Caitlin Bassett (born 23 May 1988) is a former Australian netballer, who played for Giants Netball and the Australia national netball team. Between 2017 and 2021 Bassett captained Australia in international netball tests.

==Career==
Caitlin played in the West Australian Netball League with Demons. Bassett played West Coast Fever from 2005 to 2016, before joining expansion side Sunshine Coast Lightning at the start of the 2017 season in the Suncorp Super Netball league. Bassett previously played for the Perth Orioles in the Commonwealth Bank Trophy from 2005 to 2007. In 2008, she played for one half of a game as a member of the Australian Diamonds team. In 2011 Bassett was part of the 2011 World Championship winning Australian Diamonds Team, featuring in the final against New Zealand. Bassett replaced Cox at half time and led the team to a 58–57 victory over the Silver Ferns. Basset's injection into the game is considered pivotal in this victory, shooting at 90% and scoring the last goal in Extra Time to seal the Championship for her nation.

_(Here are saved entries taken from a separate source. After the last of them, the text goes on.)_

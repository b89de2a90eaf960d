use anyhow::{anyhow, Result};
use keralacare::selector::{
    resolve, DirShardSource, HttpShardSource, OrgSelector, ShardResponse, ShardSource, ShardState,
};
use keralacare::CacheEntry;
use std::collections::HashMap;
use std::fs;
use std::future::Future;
use std::sync::Mutex;
use tempfile::TempDir;
use tokio_test::{assert_err, assert_ok};
use wiremock::matchers::{method, path};
use wiremock::{Mock, MockServer, ResponseTemplate};

const GRID_URL: &str = "https://grid.keralacare.example";

fn entry(id: &str, has_children: bool) -> CacheEntry {
    CacheEntry {
        id: id.to_string(),
        name: format!("Org {}", id),
        has_children,
        org_type: Some("district".to_string()),
        children_type: None,
    }
}

/// In-memory shards that remember which ones were asked for.
struct RecordingSource {
    shards: HashMap<String, Vec<CacheEntry>>,
    calls: Mutex<Vec<String>>,
}

impl RecordingSource {
    fn new(shards: Vec<(&str, Vec<CacheEntry>)>) -> Self {
        Self {
            shards: shards
                .into_iter()
                .map(|(k, v)| (k.to_string(), v))
                .collect(),
            calls: Mutex::new(Vec::new()),
        }
    }

    fn calls(&self) -> Vec<String> {
        self.calls.lock().unwrap().clone()
    }
}

impl ShardSource for RecordingSource {
    fn fetch(&self, shard: &str) -> impl Future<Output = Result<Vec<CacheEntry>>> + Send {
        self.calls.lock().unwrap().push(shard.to_string());
        let result = self
            .shards
            .get(shard)
            .cloned()
            .ok_or_else(|| anyhow!("404 {}", shard));
        async move { result }
    }
}

fn hierarchy() -> RecordingSource {
    RecordingSource::new(vec![
        ("index", vec![entry("A", true), entry("B", false)]),
        ("A", vec![entry("C", false)]),
    ])
}

#[tokio::test]
async fn test_selecting_parent_fetches_its_shard() {
    let source = hierarchy();
    let (mut selector, request) = OrgSelector::new(GRID_URL);
    assert_eq!(request.shard, "index");
    assert!(selector.load(&source, request).await);

    let next = selector.select(entry("A", true)).expect("A has children");
    assert_eq!(next.shard, "A");
    assert_eq!(selector.path().len(), 1);
    assert!(!selector.is_open());

    selector.load(&source, next).await;
    assert_eq!(source.calls(), vec!["index", "A"]);
    assert_eq!(
        selector.candidates(),
        &ShardState::Loaded(vec![entry("C", false)])
    );
}

#[tokio::test]
async fn test_selecting_leaf_issues_no_fetch() {
    let source = hierarchy();
    let (mut selector, request) = OrgSelector::new(GRID_URL);
    selector.load(&source, request).await;

    assert!(selector.select(entry("B", false)).is_none());
    assert_eq!(selector.path()[0].id, "B");
    assert!(!selector.accepts_more());
    assert_eq!(source.calls(), vec!["index"]);
    assert_eq!(
        selector.continue_url().as_deref(),
        Some("https://grid.keralacare.example/facilities?organization=B")
    );
}

#[tokio::test]
async fn test_edit_truncates_path_and_reopens() {
    let source = hierarchy();
    let (mut selector, request) = OrgSelector::new(GRID_URL);
    selector.load(&source, request).await;
    let next = selector.select(entry("A", true)).unwrap();
    selector.load(&source, next).await;
    selector.select(entry("C", false));
    assert_eq!(selector.path().len(), 2);

    let request = selector.edit(1, "Or");
    assert_eq!(selector.path().len(), 1);
    assert_eq!(selector.path()[0].id, "A");
    assert!(selector.is_open());
    assert_eq!(selector.search(), "Or");
    assert_eq!(request.shard, "A");

    let request = selector.edit(0, "Org B");
    assert!(selector.path().is_empty());
    assert_eq!(request.shard, "index");
    assert!(selector.continue_url().is_none());

    selector.load(&source, request).await;
    let visible: Vec<&str> = selector
        .visible_candidates()
        .into_iter()
        .map(|o| o.id.as_str())
        .collect();
    assert_eq!(visible, vec!["B"]);
}

#[test]
fn test_stale_response_is_dropped() {
    let (mut selector, first) = OrgSelector::new(GRID_URL);
    let second = selector.edit(0, "");

    let applied = selector.apply(ShardResponse {
        request_id: second.id,
        result: Ok(vec![entry("fresh", false)]),
    });
    assert!(applied);

    let applied = selector.apply(ShardResponse {
        request_id: first.id,
        result: Ok(vec![entry("stale", false)]),
    });
    assert!(!applied);
    assert_eq!(
        selector.candidates(),
        &ShardState::Loaded(vec![entry("fresh", false)])
    );
}

#[tokio::test]
async fn test_missing_shard_is_failed_not_empty() {
    let source = RecordingSource::new(vec![]);
    let (mut selector, request) = OrgSelector::new(GRID_URL);
    assert_eq!(selector.candidates(), &ShardState::Loading);

    selector.load(&source, request).await;

    assert!(matches!(selector.candidates(), ShardState::Failed(e) if e.contains("404")));
    assert!(selector.visible_candidates().is_empty());
}

#[tokio::test]
async fn test_resolve_from_directory() {
    let temp_dir = TempDir::new().unwrap();
    fs::write(
        temp_dir.path().join("index.json"),
        r#"[{"id":"d1","name":"Ernakulam","has_children":true,"type":"district","children_type":"local_body"}]"#,
    )
    .unwrap();
    fs::write(
        temp_dir.path().join("d1.json"),
        r#"[{"id":"lb-7","name":"Kochi Corporation","has_children":false,"type":"local_body"}]"#,
    )
    .unwrap();

    let source = DirShardSource::new(temp_dir.path());
    let names = vec!["ernakulam".to_string(), "Kochi Corporation".to_string()];
    let url = assert_ok!(resolve(&source, GRID_URL, &names).await);
    assert_eq!(
        url,
        "https://grid.keralacare.example/facilities?organization=lb-7"
    );

    let too_deep = vec![
        "Ernakulam".to_string(),
        "Kochi Corporation".to_string(),
        "Ward 1".to_string(),
    ];
    assert_err!(resolve(&source, GRID_URL, &too_deep).await);

    let unknown = vec!["Wayanad".to_string()];
    assert_err!(resolve(&source, GRID_URL, &unknown).await);
}

#[tokio::test]
async fn test_resolve_over_http() {
    let mock_server = MockServer::start().await;

    Mock::given(method("GET"))
        .and(path("/organizations/index.json"))
        .respond_with(ResponseTemplate::new(200).set_body_json(serde_json::json!([
            {"id": "d2", "name": "Kollam", "has_children": false, "type": "district"}
        ])))
        .expect(1)
        .mount(&mock_server)
        .await;

    let source = HttpShardSource::new(&mock_server.uri(), 5).unwrap();
    let url = resolve(&source, GRID_URL, &["Kollam".to_string()])
        .await
        .unwrap();
    assert!(url.ends_with("organization=d2"));
}

#[tokio::test]
async fn test_http_source_surfaces_missing_shard() {
    let mock_server = MockServer::start().await;

    Mock::given(method("GET"))
        .and(path("/organizations/index.json"))
        .respond_with(ResponseTemplate::new(404))
        .mount(&mock_server)
        .await;

    let source = HttpShardSource::new(&mock_server.uri(), 5).unwrap();
    let (mut selector, request) = OrgSelector::new(GRID_URL);
    selector.load(&source, request).await;

    assert!(matches!(selector.candidates(), ShardState::Failed(_)));
}

#[tokio::test]
async fn test_directory_source_rejects_path_like_shards() {
    let temp_dir = TempDir::new().unwrap();
    let shard_dir = temp_dir.path().join("organizations");
    fs::create_dir_all(&shard_dir).unwrap();
    fs::write(temp_dir.path().join("secret.json"), "[]").unwrap();

    let source = DirShardSource::new(&shard_dir);
    assert_err!(source.fetch("../secret").await);
    assert_err!(source.fetch("..").await);

    let (mut selector, _) = OrgSelector::new(GRID_URL);
    let request = selector.select(entry("../secret", true)).unwrap();
    selector.load(&source, request).await;
    assert!(matches!(selector.candidates(), ShardState::Failed(_)));
}
// Copyright 2016 spatial-rs Developers
//
// Licensed under the Apache License, Version 2.0, <LICENSE-APACHE or
// http://apache.org/licenses/LICENSE-2.0> or the MIT license <LICENSE-MIT or
// http://opensource.org/licenses/MIT>, at your option. This file may not be
// copied, modified, or distributed except according to those terms.

use geometry::Rect;
use tree::mbr::{Branch, Payload};
use FP;

/// Level node of a tree. Either contains other levels or leaves
#[derive(Debug, Clone)]
pub struct MbrNode<P, const DIM: usize, T> {
    level: usize,
    branches: Vec<Branch<P, DIM, T>>,
}

impl<P, const DIM: usize, T> MbrNode<P, DIM, T> {
    /// Create an empty leaf level
    pub fn new_leaves() -> MbrNode<P, DIM, T> {
        MbrNode::with_capacity(0, 0)
    }

    /// Create an empty node at `level` with room for `capacity` branches
    pub fn with_capacity(level: usize, capacity: usize) -> MbrNode<P, DIM, T> {
        MbrNode { level, branches: Vec::with_capacity(capacity) }
    }

    /// Create a node at `level` owning `branches`
    pub fn from_branches(level: usize, branches: Vec<Branch<P, DIM, T>>) -> MbrNode<P, DIM, T> {
        MbrNode { level, branches }
    }

    /// 0 for leaves, otherwise one more than the children's level
    pub fn level(&self) -> usize {
        self.level
    }

    /// Does the level point to leaves?
    pub fn has_leaves(&self) -> bool {
        self.level == 0
    }

    /// Does the level point to other levels?
    pub fn has_levels(&self) -> bool {
        !self.has_leaves()
    }

    /// Number of level's branches
    pub fn len(&self) -> usize {
        self.branches.len()
    }

    /// Does the level have branches?
    pub fn is_empty(&self) -> bool {
        self.branches.is_empty()
    }

    pub fn branches(&self) -> &[Branch<P, DIM, T>] {
        &self.branches
    }

    pub fn branches_mut(&mut self) -> &mut Vec<Branch<P, DIM, T>> {
        &mut self.branches
    }

    /// The sole child of an interior node holding exactly one branch
    pub fn into_only_child(mut self) -> Result<MbrNode<P, DIM, T>, MbrNode<P, DIM, T>> {
        if self.level == 0 || self.branches.len() != 1 {
            return Err(self);
        }
        match self.branches.pop() {
            Some(Branch { payload: Payload::Interior(child), .. }) => Ok(*child),
            _ => unreachable!("interior node holding a leaf branch"),
        }
    }
}

impl<P: FP, const DIM: usize, T> MbrNode<P, DIM, T> {
    /// The minimum bounding rect of every branch.
    ///
    /// Panics on an empty node
    pub fn cover(&self) -> Rect<P, DIM> {
        assert!(!self.branches.is_empty(), "cover of an empty node is undefined");
        let mut mbr = Rect::max_inverted();
        for branch in &self.branches {
            mbr.expand_to_fit(&branch.mbr);
        }
        mbr
    }
}
// Copyright 2016 spatial-rs Developers
//
// Licensed under the Apache License, Version 2.0, <LICENSE-APACHE or
// http://apache.org/licenses/LICENSE-2.0> or the MIT license <LICENSE-MIT or
// http://opensource.org/licenses/MIT>, at your option. This file may not be
// copied, modified, or distributed except according to those terms.

use geometry::Rect;
use std::mem;
use std::slice::Iter as SliceIter;
use tree::mbr::index::{IndexInsert, IndexRemove};
use tree::mbr::query::search_level;
use tree::mbr::{Branch, MbrNode, MbrQuery, MbrRectQuery, Payload};
use FP;

/// The generic container interface for spatial maps. Insertion and removal strategies are
/// pluggable, the tree itself only owns the root.
#[derive(Debug)]
pub struct MbrMap<P, const DIM: usize, I, R, T> {
    insert_index: I,
    remove_index: R,
    root: MbrNode<P, DIM, T>,
    len: usize,
}

impl<P, const DIM: usize, I, R, T> MbrMap<P, DIM, I, R, T>
    where P: FP,
          I: IndexInsert<P, DIM, T>,
          R: IndexRemove<P, DIM, T, I>
{
    /// Create a new MbrMap with the given insert and remove indexes
    pub fn new(insert_index: I, remove_index: R) -> MbrMap<P, DIM, I, R, T> {
        assert!(insert_index.preferred_min() == remove_index.preferred_min(),
                "insert min({:?}) and remove min({:?}) must match",
                insert_index.preferred_min(),
                remove_index.preferred_min());
        let new_root = insert_index.new_leaves();
        MbrMap {
            insert_index,
            remove_index,
            root: new_root,
            len: 0,
        }
    }

    /// Insert an item. Panics if `mbr` is not finite with low <= high on every axis
    pub fn insert(&mut self, mbr: Rect<P, DIM>, item: T) {
        mbr.assert_well_formed();
        let root = mem::replace(&mut self.root, self.insert_index.new_no_alloc_leaves());
        self.root = self.insert_index.insert_into_root(root, Branch::leaf(mbr, item), 0);
        self.len += 1;
    }

    /// Remove the entry whose item equals `item` and whose rect overlaps `mbr`.
    /// Returns false, leaving the map untouched, if there is no such entry
    pub fn remove(&mut self, mbr: &Rect<P, DIM>, item: &T) -> bool {
        let root = mem::replace(&mut self.root, self.insert_index.new_no_alloc_leaves());
        let (new_root, found) = self.remove_index.remove_from_root(root, &self.insert_index, mbr, item);
        self.root = new_root;
        if found {
            self.len -= 1;
        }
        found
    }

    /// Call `f` with every item whose rect overlaps `query` until `f` returns false.
    /// Returns the number of items handed to `f`
    pub fn search<F: FnMut(&T) -> bool>(&self, query: &Rect<P, DIM>, f: F) -> usize {
        self.search_query(MbrRectQuery::Overlaps(*query), f)
    }

    /// Call `f` with every item accepted by `query` until `f` returns false.
    /// Returns the number of items handed to `f`
    pub fn search_query<Q: MbrQuery<P, DIM>, F: FnMut(&T) -> bool>(&self, query: Q, mut f: F) -> usize {
        let mut hits = 0;
        search_level(&self.root, &query, &mut f, &mut hits);
        hits
    }

    /// Whether the map is empty
    pub fn is_empty(&self) -> bool {
        self.len == 0
    }

    /// Length of the map
    pub fn len(&self) -> usize {
        self.len
    }

    /// The root's level. 0 while every entry fits in a single leaf
    pub fn height(&self) -> usize {
        self.root.level()
    }

    /// Clear the map
    pub fn clear(&mut self) {
        self.root = self.insert_index.new_leaves();
        self.len = 0;
    }

    /// Iter for the map
    pub fn iter(&self) -> Iter<P, DIM, T, MbrRectQuery<P, DIM>> {
        Iter::new(MbrRectQuery::Overlaps(Rect::max()), &self.root)
    }

    /// Iter for the map with a given query
    pub fn iter_query<Q: MbrQuery<P, DIM>>(&self, query: Q) -> Iter<P, DIM, T, Q> {
        Iter::new(query, &self.root)
    }

    #[cfg(test)]
    pub(crate) fn root(&self) -> &MbrNode<P, DIM, T> {
        &self.root
    }
}

/// Iter all `(rect, item)` entries matching a query
pub struct Iter<'tree, P: 'tree, const DIM: usize, T: 'tree, Q> {
    query: Q,
    level_stack: Vec<SliceIter<'tree, Branch<P, DIM, T>>>,
}

impl<'tree, P, const DIM: usize, T, Q> Iter<'tree, P, DIM, T, Q>
    where P: FP,
          Q: MbrQuery<P, DIM>
{
    fn new(query: Q, root: &'tree MbrNode<P, DIM, T>) -> Iter<'tree, P, DIM, T, Q> {
        let mut level_stack = Vec::with_capacity(root.level() + 1);
        level_stack.push(root.branches().iter());
        Iter { query, level_stack }
    }
}

impl<'tree, P, const DIM: usize, T, Q> Iterator for Iter<'tree, P, DIM, T, Q>
    where P: FP,
          Q: MbrQuery<P, DIM>
{
    type Item = (&'tree Rect<P, DIM>, &'tree T);

    fn next(&mut self) -> Option<(&'tree Rect<P, DIM>, &'tree T)> {
        loop {
            let next = match self.level_stack.last_mut() {
                Some(iter) => iter.next(),
                None => return None,
            };
            match next {
                None => {
                    self.level_stack.pop();
                }
                Some(branch) => {
                    match branch.payload {
                        Payload::Leaf(ref item) => {
                            if self.query.accept_leaf(&branch.mbr) {
                                return Some((&branch.mbr, item));
                            }
                        }
                        Payload::Interior(ref child) => {
                            if self.query.accept_level(&branch.mbr) {
                                self.level_stack.push(child.branches().iter());
                            }
                        }
                    }
                }
            }
        }
    }
}

#[cfg(test)]
mod tests {
    use super::*;
    use rand::rngs::StdRng;
    use rand::{Rng, SeedableRng};
    use tree::mbr::index::quadratic::RQuadraticInsert;
    use tree::mbr::index::r::RRemove;

    type TestMap = MbrMap<f64, 2, RQuadraticInsert<f64, 2, usize>, RRemove<f64, 2, usize>, usize>;

    fn new_map(max_leaf: usize, max_interior: usize, min: usize) -> TestMap {
        MbrMap::new(RQuadraticInsert::new_with_options(max_leaf, max_interior, min),
                    RRemove::with_min(min))
    }

    fn random_rect(rng: &mut StdRng) -> Rect<f64, 2> {
        let x: f64 = rng.gen_range(0.0..100.0);
        let y: f64 = rng.gen_range(0.0..100.0);
        let w: f64 = rng.gen_range(0.0..5.0);
        let h: f64 = rng.gen_range(0.0..5.0);
        Rect::new([(x, x + w), (y, y + h)])
    }

    /// Checks cover consistency, level consistency and fill bounds below `node`.
    /// Returns the number of leaf entries.
    fn check_level(node: &MbrNode<f64, 2, usize>, at_root: bool, max_leaf: usize, max_interior: usize, min: usize) -> usize {
        let max = if node.has_leaves() { max_leaf } else { max_interior };
        assert!(node.len() <= max, "{:?} branches on level {:?}", node.len(), node.level());
        if !at_root {
            assert!(node.len() >= min, "{:?} branches on level {:?}", node.len(), node.level());
        }
        let mut entries = 0;
        for branch in node.branches() {
            match branch.payload {
                Payload::Leaf(_) => {
                    assert!(node.has_leaves());
                    entries += 1;
                }
                Payload::Interior(ref child) => {
                    assert_eq!(node.level(), child.level() + 1);
                    assert_eq!(child.cover(), branch.mbr);
                    entries += check_level(child, false, max_leaf, max_interior, min);
                }
            }
        }
        entries
    }

    fn check_invariants(map: &TestMap, max_leaf: usize, max_interior: usize, min: usize) {
        let root = map.root();
        if root.has_levels() {
            assert!(root.len() >= 2, "interior root with {:?} branches", root.len());
        }
        assert_eq!(map.len(), check_level(root, true, max_leaf, max_interior, min));
    }

    #[test]
    fn invariants_hold_through_inserts_and_removes() {
        let (max_leaf, max_interior, min) = (6, 4, 2);
        let mut rng = StdRng::seed_from_u64(0x5eed);
        let mut map = new_map(max_leaf, max_interior, min);
        let mut entries = Vec::new();
        for i in 0..500 {
            let rect = random_rect(&mut rng);
            map.insert(rect, i);
            entries.push((rect, i));
            check_invariants(&map, max_leaf, max_interior, min);
        }
        assert!(map.height() >= 3);

        while !entries.is_empty() {
            let index = rng.gen_range(0..entries.len());
            let (rect, item) = entries.swap_remove(index);
            assert!(map.remove(&rect, &item));
            assert!(!map.remove(&rect, &item));
            check_invariants(&map, max_leaf, max_interior, min);
            let mut seen = false;
            map.search(&rect, |found| {
                seen |= *found == item;
                true
            });
            assert!(!seen);
        }
        assert_eq!(0, map.height());
        assert!(map.root().is_empty());
    }

    #[test]
    fn search_matches_brute_force() {
        let mut rng = StdRng::seed_from_u64(42);
        let mut map = new_map(8, 8, 3);
        let mut entries = Vec::new();
        for i in 0..300 {
            let rect = random_rect(&mut rng);
            map.insert(rect, i);
            entries.push((rect, i));
        }
        for _ in 0..50 {
            let query = random_rect(&mut rng);
            let mut expected: Vec<usize> = entries.iter()
                .filter(|&&(ref rect, _)| rect.overlaps(&query))
                .map(|&(_, item)| item)
                .collect();
            let mut found = Vec::new();
            let hits = map.search(&query, |item| {
                found.push(*item);
                true
            });
            let mut iterated: Vec<usize> = map.iter_query(MbrRectQuery::Overlaps(query)).map(|(_, item)| *item).collect();
            expected.sort();
            found.sort();
            iterated.sort();
            assert_eq!(expected.len(), hits);
            assert_eq!(expected, found);
            assert_eq!(expected, iterated);
        }
    }

    #[test]
    fn stop_search_early() {
        let mut map = new_map(4, 4, 2);
        for i in 0..40 {
            map.insert(Rect::point([i as f64, i as f64]), i);
        }
        let mut calls = 0;
        let hits = map.search(&Rect::max(), |_| {
            calls += 1;
            calls < 7
        });
        assert_eq!(7, hits);
        assert_eq!(7, calls);
    }

    #[test]
    fn clear() {
        let mut map = new_map(4, 4, 2);
        for i in 0..20 {
            map.insert(Rect::point([i as f64, 0.0]), i);
        }
        assert_eq!(20, map.iter().count());
        map.clear();
        assert!(map.is_empty());
        assert_eq!(0, map.height());
        assert_eq!(0, map.iter().count());
        assert_eq!(0, map.search(&Rect::max(), |_| true));
    }

    #[test]
    #[should_panic]
    fn insert_rejects_inverted_rect() {
        let mut map = new_map(4, 4, 2);
        map.insert(Rect::max_inverted(), 7);
    }

    #[test]
    #[should_panic]
    fn insert_rejects_hand_built_inverted_edges() {
        let mut map = new_map(4, 4, 2);
        map.insert(Rect { edges: [(5.0, 1.0), (0.0, 1.0)] }, 8);
    }

    #[test]
    #[should_panic]
    fn insert_and_remove_min_must_agree() {
        let _map: TestMap = MbrMap::new(RQuadraticInsert::new_with_max(4), RRemove::with_min(3));
    }
}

Bassett joined expansion club Sunshine Coast Lightning in the new Super Netball competition in 2017. She was a critical attacking player in an immensely successful side, winning consecutive premierships and capping off the 2018 premiership with an MVP performance in the Grand Final. Basset then joined Sydney-based Giants Netball on a three-year deal commencing in 2019, a move described as a major coup for the club.

After two seasons at the Giants, Bassett and the club went into negotiations to release her from the final year of her deal so she could pursue playing time at Waikato Bay of Plenty Magic. On 8 October 2020, Bassett signed with the Magic for the 2021 ANZ Premiership season. Bassett was not offered a contract in the Super Netball 2022 season with any of the eight clubs.

Bassett retired from professional netball in February 2022. Bassett took on the role of a Fox Sports commentator not long after her retirement.

==Australian Netball Diamonds==
Originally from Perth, Western Australia, Bassett made her international debut in 2008. In 2011, she was selected for the Diamonds squad heading for World Netball Championships and the 2011 Holden Netball Test Series. During the World Netball Championships 2011, Bassett missed only 4 goals throughout the whole tournament (151/155). She played a pivotal role in scoring the goal winning point to claim the Diamonds Gold. In the Holden Netball Test Series 2011, Bassett once again was the game saver. In all three test series against New Zealand, Bassett started off on the bench and was brought on at half time for the first and third Tests. She proved to be a match saver and helped the Diamonds close the large margin between the Silver Ferns with her quick and accurate shooting.
In 2013 she played 18 out of a possible 20 quarters at goal shooter for the Australian Netball Diamonds in their series win 4–1 against the New Zealand Silver Ferns.

In 2014 she continued at the West Coast Fever. Following the finish of the 2014 ANZ Championship Basset was named in the Australian Netball Diamonds to compete at the 2014 Commonwealth Games who went on to claim gold medal. She again represented the Diamonds at the 2015 Netball World Cup and at the 2018 Commonwealth Games. She was selected in the Australian Diamonds squad for the 2018–19 international season.